• **TASK REQUIREMENTS**:
Lines below containing the word "pointers" should be copied out.

[Collected data entries]
....

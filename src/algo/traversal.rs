/*!
Graph traversal iterators and traversal-derived utilities.

This module provides:
- Generic traversal iterators (BFS, DFS, with and without predecessor tracking).
- `TraversalSearch`, the configurable search behind all of them (stop nodes,
  excluded nodes, restarts).
- A high-level `Traversal` trait that exposes traversal algorithms
  directly as methods on graph data structures.

Traversal iterators are lazy and can be restarted at unvisited nodes, which is
how component iterators cover the whole graph.
*/

use super::*;
use std::{collections::VecDeque, marker::PhantomData};

/// Abstraction for items yielded by a traversal iterator.
///
/// A `SequencedItem` encodes both the **node currently visited**
/// and an **optional predecessor** that represents its parent
/// in the traversal tree.
///
/// Two implementations are provided:
/// - [`Node`]: stores only the node (no predecessor information).
/// - [`PredecessorOfNode`]: stores `(predecessor, node)` pairs.
pub trait SequencedItem: Clone + Copy {
    /// Constructs a new item with a predecessor.
    fn new_with_predecessor(predecessor: Node, item: Node) -> Self;

    /// Constructs a new item without predecessor information.
    fn new_without_predecessor(item: Node) -> Self;

    /// Returns the node represented by this item.
    fn item(&self) -> Node;

    /// Returns the predecessor of this node, if any.
    fn predecessor(&self) -> Option<Node>;

    /// Returns a pair `(predecessor, item)` where the predecessor
    /// may be `None` if not tracked.
    fn predecessor_with_item(&self) -> (Option<Node>, Node) {
        (self.predecessor(), self.item())
    }
}

impl SequencedItem for Node {
    fn new_with_predecessor(_: Node, item: Node) -> Self {
        item
    }
    fn new_without_predecessor(item: Node) -> Self {
        item
    }
    fn item(&self) -> Node {
        *self
    }
    fn predecessor(&self) -> Option<Node> {
        None
    }
}

/// Compact representation of `(predecessor, node)` used for
/// traversals with parent tracking.
///
/// The absence of a predecessor is encoded by setting both entries to the same node.
pub type PredecessorOfNode = (Node, Node);

impl SequencedItem for PredecessorOfNode {
    fn new_with_predecessor(predecessor: Node, item: Node) -> Self {
        (predecessor, item)
    }
    fn new_without_predecessor(item: Node) -> Self {
        (item, item)
    }

    fn item(&self) -> Node {
        self.1
    }

    fn predecessor(&self) -> Option<Node> {
        if self.0 == self.1 { None } else { Some(self.0) }
    }
}

/// Abstraction for the traversal frontier data structure.
///
/// - [`VecDeque`] -> queue semantics -> **BFS**
/// - [`Vec`] -> stack semantics -> **DFS**
pub trait NodeSequencer<T> {
    /// Creates a new sequencer initialized with a single node.
    fn init(u: T) -> Self;

    /// Pushes a node into the frontier.
    fn push(&mut self, item: T);

    /// Removes and returns the next node from the frontier.
    fn pop(&mut self) -> Option<T>;

    /// Returns the number of items currently in the frontier.
    fn cardinality(&self) -> usize;
}

impl<T> NodeSequencer<T> for VecDeque<T> {
    fn init(u: T) -> Self {
        Self::from(vec![u])
    }
    fn push(&mut self, u: T) {
        self.push_back(u)
    }
    fn pop(&mut self) -> Option<T> {
        self.pop_front()
    }
    fn cardinality(&self) -> usize {
        self.len()
    }
}

impl<T> NodeSequencer<T> for Vec<T> {
    fn init(u: T) -> Self {
        vec![u]
    }
    fn push(&mut self, u: T) {
        self.push(u)
    }
    fn pop(&mut self) -> Option<T> {
        self.pop()
    }
    fn cardinality(&self) -> usize {
        self.len()
    }
}

/// Generic traversal iterator supporting BFS and DFS variants.
///
/// Maintains an explicit frontier (queue or stack) of nodes to visit and a set of visited
/// nodes. A node is marked visited when it is pushed, so every node is yielded at most once.
///
/// Note that the stack variant yields a valid *search* order but not the classic recursive
/// preorder; [`DepthFirstSearch::dfs_forest`] computes the latter including timestamps.
pub struct TraversalSearch<'a, G, S, I, V>
where
    G: AdjacencyList,
    S: NodeSequencer<I>,
    I: SequencedItem,
    V: Set<Node>,
{
    graph: &'a G,
    visited: V,
    sequencer: S,
    stop_at: Option<Node>,
    _item: PhantomData<I>,
}

/// A BFS traversal iterator over the graph, visiting nodes in
/// breadth-first order from a given starting node.
pub type BFS<'a, G> = TraversalSearch<'a, G, VecDeque<Node>, Node, NodeBitSet>;

/// A DFS traversal iterator over the graph, visiting nodes in
/// depth-first order from a given starting node.
pub type DFS<'a, G> = TraversalSearch<'a, G, Vec<Node>, Node, NodeBitSet>;

/// A BFS traversal iterator that records predecessor information,
/// producing a spanning tree of the search.
pub type BFSWithPredecessor<'a, G> =
    TraversalSearch<'a, G, VecDeque<PredecessorOfNode>, PredecessorOfNode, NodeBitSet>;

/// A DFS traversal iterator that records predecessor information,
/// producing a spanning tree of the search.
pub type DFSWithPredecessor<'a, G> =
    TraversalSearch<'a, G, Vec<PredecessorOfNode>, PredecessorOfNode, NodeBitSet>;

impl<G, S, I, V> Iterator for TraversalSearch<'_, G, S, I, V>
where
    G: AdjacencyList,
    S: NodeSequencer<I>,
    I: SequencedItem,
    V: Set<Node>,
{
    type Item = I;

    fn next(&mut self) -> Option<Self::Item> {
        let popped = self.sequencer.pop()?;
        let u = popped.item();

        if self.stop_at == Some(u) {
            while self.sequencer.pop().is_some() {} // drop all
        } else {
            for v in self.graph.neighbors_of(u) {
                if !self.visited.insert(v) {
                    self.sequencer.push(I::new_with_predecessor(u, v));
                }
            }
        }

        Some(popped)
    }

    fn size_hint(&self) -> (usize, Option<usize>) {
        (
            self.sequencer.cardinality(),
            Some(self.graph.len() - self.visited.len() + self.sequencer.cardinality()),
        )
    }
}

impl<'a, G, S, I, V> TraversalSearch<'a, G, S, I, V>
where
    G: AdjacencyList,
    S: NodeSequencer<I>,
    I: SequencedItem,
    V: Set<Node> + FromCapacity,
{
    /// Creates a new traversal iterator starting from `start`.
    /// ** Panics if `start >= n` **
    pub fn new(graph: &'a G, start: Node) -> Self {
        let len = graph.len();
        let mut visited = V::from_total_used_capacity(len, len);
        visited.insert(start);
        Self {
            graph,
            visited,
            sequencer: S::init(I::new_without_predecessor(start)),
            stop_at: None,
            _item: PhantomData,
        }
    }
}

impl<G, S, I, V> TraversalSearch<'_, G, S, I, V>
where
    G: AdjacencyList,
    S: NodeSequencer<I>,
    I: SequencedItem,
    V: Set<Node>,
{
    /// Tries to restart the search at an yet unvisited node and returns
    /// true iff successful. Requires that search came to a hold earlier,
    /// i.e. self.next() returned None
    pub fn try_restart_at_unvisited(&mut self) -> bool {
        assert_eq!(self.sequencer.cardinality(), 0);
        let node = self.graph.vertices().find(|u| !self.visited.contains(u));
        match node {
            None => false,
            Some(x) => {
                tracing::trace!(node = x, "restart traversal");
                self.visited.insert(x);
                self.sequencer.push(I::new_without_predecessor(x));
                true
            }
        }
    }

    /// Sets a stopper node. If this node is reached, the iterator returns it and afterwards only None.
    pub fn set_stop_at(&mut self, stopper: Node) {
        self.stop_at = Some(stopper);
    }

    /// Sets a stopper node. If this node is reached, the iterator returns it and afterwards only None.
    pub fn stop_at(mut self, stopper: Node) -> Self {
        self.set_stop_at(stopper);
        self
    }

    /// Excludes a node from the search. It will be treated as if it was already visited,
    /// i.e. no edges to or from that node will be taken.
    ///
    /// # Warning
    /// Calling this method has no effect if the node is already on the stack. It is therefore highly
    /// recommended to call this method directly after the constructor.
    pub fn exclude_node(&mut self, u: Node) {
        self.visited.insert(u);
    }

    /// Builder variant of [`TraversalSearch::exclude_node`].
    pub fn with_node_excluded(mut self, u: Node) -> Self {
        self.exclude_node(u);
        self
    }

    /// Exclude multiple nodes from traversal. It is functionally equivalent to repeatedly
    /// calling [`TraversalSearch::exclude_node`].
    pub fn exclude_nodes<N>(&mut self, us: N)
    where
        N: IntoIterator<Item = Node>,
    {
        for u in us {
            self.exclude_node(u);
        }
    }

    /// Builder variant of [`TraversalSearch::exclude_nodes`].
    pub fn with_nodes_excluded<N>(mut self, us: N) -> Self
    where
        N: IntoIterator<Item = Node>,
    {
        self.exclude_nodes(us);
        self
    }

    /// Consumes the traversal search and returns true iff the requested node can be visited, i.e.
    /// if there exists a path with at least one edge from the start node to u.
    ///
    /// # Warning
    /// The result is meaningless for a partially executed iterator.
    pub fn is_node_reachable(mut self, u: Node) -> bool {
        assert_eq!(self.sequencer.cardinality(), 1);
        self.visited.remove(&u);
        self.next();
        self.any(|v| v.item() == u)
    }
}

/// Provides convenient traversal methods (BFS, DFS, shortest paths)
pub trait Traversal: AdjacencyList + Sized {
    /// Returns an iterator that traverses nodes reachable from `start`
    /// in **breadth-first search (BFS) order**.
    ///
    /// # Examples
    /// ```
    /// use adjgraph::{prelude::*, algo::*};
    ///
    /// let g = AdjListUndir::from_edges(2, [(0, 1)]);
    ///
    /// let order: Vec<_> = g.bfs(0).collect();
    /// assert_eq!(order, vec![0, 1]);
    /// ```
    fn bfs(&self, start: Node) -> BFS<'_, Self> {
        BFS::new(self, start)
    }

    /// Returns an iterator that traverses nodes reachable from `start`
    /// in **depth-first search (DFS) order**.
    ///
    /// # Examples
    /// ```
    /// use adjgraph::{prelude::*, algo::*};
    ///
    /// let g = AdjListUndir::from_edges(2, [(0, 1)]);
    ///
    /// let order: Vec<_> = g.dfs(0).collect();
    /// assert_eq!(order, vec![0, 1]);
    /// ```
    fn dfs(&self, start: Node) -> DFS<'_, Self> {
        DFS::new(self, start)
    }

    /// Returns a BFS iterator starting from `start` that additionally
    /// yields the predecessor relation (edges traversed).
    ///
    /// # Examples
    /// ```
    /// use adjgraph::{prelude::*, algo::*};
    ///
    /// let g = AdjListUndir::from_edges(2, [(0, 1)]);
    ///
    /// let mut it = g.bfs_with_predecessor(0);
    /// assert_eq!(it.next().unwrap().item(), 0);
    /// assert_eq!(it.next().unwrap().predecessor(), Some(0));
    /// ```
    fn bfs_with_predecessor(&self, start: Node) -> BFSWithPredecessor<'_, Self> {
        BFSWithPredecessor::new(self, start)
    }

    /// Returns a DFS iterator starting from `start` that additionally
    /// yields the predecessor relation (edges traversed).
    fn dfs_with_predecessor(&self, start: Node) -> DFSWithPredecessor<'_, Self> {
        DFSWithPredecessor::new(self, start)
    }

    /// Returns `true` if node `u` lies on a directed cycle, i.e. `u` can reach itself
    /// using at least one edge.
    ///
    /// # Examples
    /// ```
    /// use adjgraph::{prelude::*, algo::*};
    ///
    /// let g = AdjList::from_edges(3, [(0, 1), (1, 2), (2, 1)]);
    /// assert!(!g.is_node_on_cycle(0));
    /// assert!(g.is_node_on_cycle(1));
    /// ```
    fn is_node_on_cycle(&self, u: Node) -> bool
    where
        Self: GraphType<Dir = Directed>,
    {
        self.bfs(u).is_node_reachable(u)
    }

    /// Computes a **shortest path** (by number of edges) from `start` to `end` using BFS.
    ///
    /// - Returns `Some(path)` with `path[0] == start` and `path.last() == end`.
    /// - Returns `None` if `end` is unreachable.
    ///
    /// ** Panics if `start >= n || end >= n` **
    ///
    /// # Examples
    /// ```
    /// use adjgraph::{prelude::*, algo::*};
    ///
    /// let g = AdjListUndir::from_edges(4, [(0, 1), (1, 2)]);
    ///
    /// assert_eq!(g.shortest_path(0, 2), Some(vec![0, 1, 2]));
    /// assert_eq!(g.shortest_path(1, 1), Some(vec![1]));
    /// assert_eq!(g.shortest_path(0, 3), None);
    /// ```
    fn shortest_path(&self, start: Node, end: Node) -> Option<Vec<Node>> {
        let mut parent: Vec<Option<Node>> = vec![None; self.len()];
        let mut reached = false;

        for item in self.bfs_with_predecessor(start).stop_at(end) {
            parent[item.item() as usize] = item.predecessor();
            reached |= item.item() == end;
        }

        reached.then(|| walk_back(end, |u| parent[u as usize]))
    }
}

impl<G> Traversal for G where G: AdjacencyList + Sized {}
/*!
# Graph Algorithms

This module provides a suite of **graph algorithms** built on top of the graph representations in this crate.
All algorithms are re-exported at the top level of this module, so you can simply do:
```rust
use adjgraph::algo::*;
```
and gain access to traversal, shortest paths, cycles, connectivity, cuts, Eulerian trails and derived graphs.
If possible, algorithms are provided as **iterators**, making it easy to consume results lazily.

Every algorithm allocates its state per call and drops it on return. Depth-first searches use
explicit stacks, so arbitrarily deep graphs do not overflow the call stack.
*/

mod bipartite;
mod bridges;
mod connectivity;
mod cycle;
mod derived;
mod dfs;
mod distances;
mod euler;
mod path;
mod traversal;
mod vertex_cuts;

use crate::{prelude::*, utils::*};

pub use bipartite::*;
pub use bridges::*;
pub use connectivity::*;
pub use cycle::*;
pub use derived::*;
pub use dfs::*;
pub use distances::*;
pub use euler::*;
pub use path::*;
pub use traversal::*;
pub use vertex_cuts::*;
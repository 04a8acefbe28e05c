/*!
`adjgraph` is a graph data structure & algorithms library for vertex-indexed graphs that are
- **directed** or **undirected** (fixed by the representation type),
- **weighted** or not (every edge carries a weight, `1` by default),
- stored either as **adjacency lists** or as an **adjacency matrix** behind one set of traits.

# Representation

We represent **nodes** as `u32` in the range `0..n` where `n` is the number of nodes in the graph.
The number of nodes is fixed when the graph is created; nodes are never added or removed.
For **edges**, we use a simple tuple-struct `Edge(Node, Node)`. Every stored edge additionally
has a [`Weight`] and an [`EdgeId`]; ids are handed out in insertion order and let algorithms tell
parallel edges apart.

### Directed vs Undirected

- In an **undirected** graph, inserting `(u, v)` also makes `u` a neighbor of `v`, with the same weight and id.
- In a **directed** graph, the edge has orientation, so `Edge(u, v)` and `Edge(v, u)` are considered distinct.

### Available Representations

See the [`repr`] module for the full list of graph storage backends:

- [`AdjList`](crate::repr::AdjList) / [`AdjListUndir`](crate::repr::AdjListUndir)
- [`SparseAdjList`](crate::repr::SparseAdjList) / [`SparseAdjListUndir`](crate::repr::SparseAdjListUndir)
- [`AdjMatrix`](crate::repr::AdjMatrix) / [`AdjMatrixUndir`](crate::repr::AdjMatrixUndir)

# Design

Algorithms are implemented as traits on the graph itself (`graph.bfs_distances([s])`,
`graph.compute_bridges()`, ...). Where an algorithm has options, it is also available as a
configurable struct using the *Builder* / *Setter* pattern, e.g. [`algo::Condensation`].

Outcomes such as an unreachable target, an acyclic graph or a missing Eulerian trail are
reported as `None`; only invalid input (out-of-range vertices, reserved weights) produces a
[`GraphError`].

# Usage

- [`prelude`] includes definitions for nodes, edges, basic graph operations, and all standard graph representations,
- [`algo`] includes traversals, shortest paths, cycles, bipartiteness, components, articulation points, bridges, Eulerian trails and derived graphs,
- [`gens`] includes deterministic substructures (paths, cycles, cliques) and a `G(n,p)` generator,
- [`io`] reads and writes edge lists.

In most use-cases, `use adjgraph::{prelude::*, algo::*};` suffices for your needs.

```
use adjgraph::{prelude::*, algo::*};

let graph = AdjListUndir::from_edges(4, [(0, 1), (1, 2), (2, 3), (3, 0)]);
let tree = graph.bfs_distances([0]);

assert_eq!(tree.distance_to(2), Some(2));
assert_eq!(tree.path_to(2).map(|p| p.len()), Some(3));
assert!(graph.is_bipartite());
```
*/

pub mod algo;
pub mod edge;
pub mod error;
pub mod gens;
pub mod io;
pub mod node;
pub mod ops;
pub mod repr;
pub(crate) mod testing;
pub mod utils;

pub use edge::*;
pub use error::GraphError;
pub use node::*;

/// `adjgraph::prelude` includes definitions for nodes and edges, all basic graph operation traits as well as all implemented representations.
pub mod prelude {
    pub use super::{edge::*, error::GraphError, node::*, ops::*, repr::*};
}
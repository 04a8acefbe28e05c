/*!
Parent-pointer walk-back shared by shortest paths, cycle witnesses and traversal trees.
*/

use super::*;

/// Walks parent pointers from `end` until a node without parent (the root) is reached and
/// returns the path `root, ..., end`.
///
/// `parent_of` must describe a forest; cycles in the parent relation are not detected.
///
/// # Examples
/// ```
/// use adjgraph::{prelude::*, algo::*};
///
/// let parent = [None, Some(0), Some(1), Some(0)];
/// assert_eq!(walk_back(2, |u| parent[u as usize]), vec![0, 1, 2]);
/// assert_eq!(walk_back(0, |u| parent[u as usize]), vec![0]);
/// ```
pub fn walk_back<F>(end: Node, mut parent_of: F) -> Vec<Node>
where
    F: FnMut(Node) -> Option<Node>,
{
    let mut path = vec![end];
    let mut node = end;
    while let Some(p) = parent_of(node) {
        path.push(p);
        node = p;
    }
    path.reverse();
    path
}

/// Walks parent pointers from `end` until `stop` is reached and returns `stop, ..., end`.
/// Returns `None` if a root is reached before `stop`.
///
/// # Examples
/// ```
/// use adjgraph::{prelude::*, algo::*};
///
/// let parent = [None, Some(0), Some(1), Some(2)];
/// assert_eq!(walk_back_until(3, 1, |u| parent[u as usize]), Some(vec![1, 2, 3]));
/// assert_eq!(walk_back_until(1, 3, |u| parent[u as usize]), None);
/// ```
pub fn walk_back_until<F>(end: Node, stop: Node, mut parent_of: F) -> Option<Vec<Node>>
where
    F: FnMut(Node) -> Option<Node>,
{
    let mut path = vec![end];
    let mut node = end;
    while node != stop {
        node = parent_of(node)?;
        path.push(node);
    }
    path.reverse();
    Some(path)
}
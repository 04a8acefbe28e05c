/*!
# Substructure Generators

Adds common motifs (**paths**, **cycles** and **cliques**) to an already existing graph.

# Example

```rust
use adjgraph::{prelude::*, gens::*};

let mut g = AdjList::new(5);
g.connect_path([0, 1, 2]);
g.connect_cycle([2, 3, 4]);
g.connect_clique([0, 2, 4], false);

assert_eq!(
    g.ordered_edges(false),
    vec![Edge(0, 1), Edge(0, 2), Edge(0, 4), Edge(1, 2), Edge(2, 0), Edge(2, 3), Edge(2, 4), Edge(3, 4), Edge(4, 0), Edge(4, 2), Edge(4, 2)]
);
```
*/

use itertools::Itertools;

use super::*;

/// Trait for creating additional **substructures** (paths, cycles, cliques)
/// inside an already existing graph.
///
/// All methods panic if a node is out of range.
pub trait GeneratorSubstructures {
    /// Connects the given nodes in order with a **simple path**.
    ///
    /// # Example
    /// ```rust
    /// use adjgraph::{prelude::*, gens::*};
    ///
    /// let mut g = AdjList::new(4);
    /// g.connect_path([0, 1, 2, 3]);
    ///
    /// assert!(g.has_edge(0, 1));
    /// assert!(g.has_edge(1, 2));
    /// assert!(g.has_edge(2, 3));
    /// ```
    fn connect_path<P>(&mut self, nodes_on_path: P)
    where
        P: IntoIterator<Item = Node>;

    /// Connects the given nodes with a **cycle**: consecutive nodes are connected and the
    /// last node is connected back to the first. A single node receives a loop.
    ///
    /// # Example
    /// ```rust
    /// use adjgraph::{prelude::*, gens::*};
    ///
    /// let mut g = AdjList::new(3);
    /// g.connect_cycle([0, 1, 2]);
    ///
    /// assert!(g.has_edge(0, 1));
    /// assert!(g.has_edge(1, 2));
    /// assert!(g.has_edge(2, 0));
    /// ```
    fn connect_cycle<C>(&mut self, nodes_in_cycle: C)
    where
        C: IntoIterator<Item = Node>;

    /// Connects all given nodes into a **clique** (complete subgraph).
    ///
    /// - If `with_loops` is `true`, each node also gets a self-loop.
    /// - For undirected graphs, each pair is connected once.
    ///
    /// # Example
    /// ```rust
    /// use adjgraph::{prelude::*, gens::*};
    ///
    /// let mut g = AdjListUndir::new(3);
    /// g.connect_clique([0, 1, 2], false);
    ///
    /// assert_eq!(g.number_of_edges(), 3);
    /// assert!(g.has_edge(2, 0));
    /// ```
    fn connect_clique<C>(&mut self, nodes: C, with_loops: bool)
    where
        C: IntoIterator<Item = Node>;
}

impl<G> GeneratorSubstructures for G
where
    G: GraphEdgeEditing + GraphType,
{
    fn connect_path<P>(&mut self, nodes_on_path: P)
    where
        P: IntoIterator<Item = Node>,
    {
        for (u, v) in nodes_on_path.into_iter().tuple_windows() {
            self.add_edge(u, v);
        }
    }

    fn connect_cycle<C>(&mut self, nodes_in_cycle: C)
    where
        C: IntoIterator<Item = Node>,
    {
        let mut iter = nodes_in_cycle.into_iter();

        // we use a rather tedious implementation to avoid needing to clone the iterator
        if let Some(first) = iter.next() {
            let mut prev = first;
            for cur in iter {
                self.add_edge(prev, cur);
                prev = cur;
            }

            self.add_edge(prev, first);
        }
    }

    fn connect_clique<C>(&mut self, nodes: C, with_loops: bool)
    where
        C: IntoIterator<Item = Node>,
    {
        let nodes = nodes.into_iter().collect_vec();
        for &u in &nodes {
            for &v in &nodes {
                let e = Edge(u, v);
                if (!with_loops && e.is_loop()) || (Self::is_undirected() && !e.is_normalized()) {
                    continue;
                }

                self.add_edge(u, v);
            }
        }
    }
}

#[cfg(test)]
mod tests {
    use super::*;

    #[test]
    fn test_connect_path() {
        {
            let mut g = AdjMatrix::new(6);
            g.connect_path([]);
            assert_eq!(g.number_of_edges(), 0);
        }

        {
            let mut g = AdjMatrix::new(6);
            g.connect_path([1]);
            assert_eq!(g.number_of_edges(), 0);
        }

        {
            let mut g = AdjMatrix::new(6);
            g.connect_path([2, 1]);
            assert_eq!(g.number_of_edges(), 1);
            assert!(g.has_edge(2, 1));
        }

        {
            let mut g = AdjMatrix::new(6);
            g.connect_path([0, 3, 1, 4]);
            assert_eq!(
                g.edges(false).collect_vec(),
                vec![Edge(0, 3), Edge(1, 4), Edge(3, 1)]
            );
        }
    }

    #[test]
    fn test_connect_cycle() {
        {
            let mut g = AdjMatrix::new(6);
            g.connect_cycle([]);
            assert_eq!(g.number_of_edges(), 0);
        }

        {
            let mut g = AdjMatrix::new(6);
            g.connect_cycle([1]);
            assert_eq!(g.number_of_edges(), 1);
            assert!(g.has_edge(1, 1));
        }

        {
            let mut g = AdjListUndir::new(6);
            g.connect_cycle([0, 3, 1, 4]);
            assert_eq!(
                g.ordered_edges(true),
                vec![Edge(0, 3), Edge(0, 4), Edge(1, 3), Edge(1, 4)]
            );
        }
    }

    #[test]
    fn test_connect_clique() {
        {
            let mut g = AdjMatrix::new(6);
            g.connect_clique([], true);
            assert_eq!(g.number_of_edges(), 0);
        }

        {
            let mut g = AdjMatrix::new(6);
            g.connect_clique([1], false);
            assert_eq!(g.number_of_edges(), 0);
        }

        {
            let mut g = AdjMatrix::new(6);
            g.connect_clique([1], true);
            assert_eq!(g.number_of_edges(), 1);
            assert!(g.has_edge(1, 1));
        }

        {
            let mut g = AdjMatrix::new(6);
            g.connect_clique([1, 2, 4], false);
            assert_eq!(g.number_of_edges(), 6);
        }

        {
            let mut g = AdjMatrixUndir::new(6);
            g.connect_clique([1, 2, 4], true);
            assert_eq!(g.number_of_edges(), 6);
        }
    }
}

....

• **TASK SOLUTION**:
/// Walks parent pointers from `end` until a node without parent (the root) is reached and
/// Walks parent pointers from `end` until `stop` is reached and returns `stop, ..., end`.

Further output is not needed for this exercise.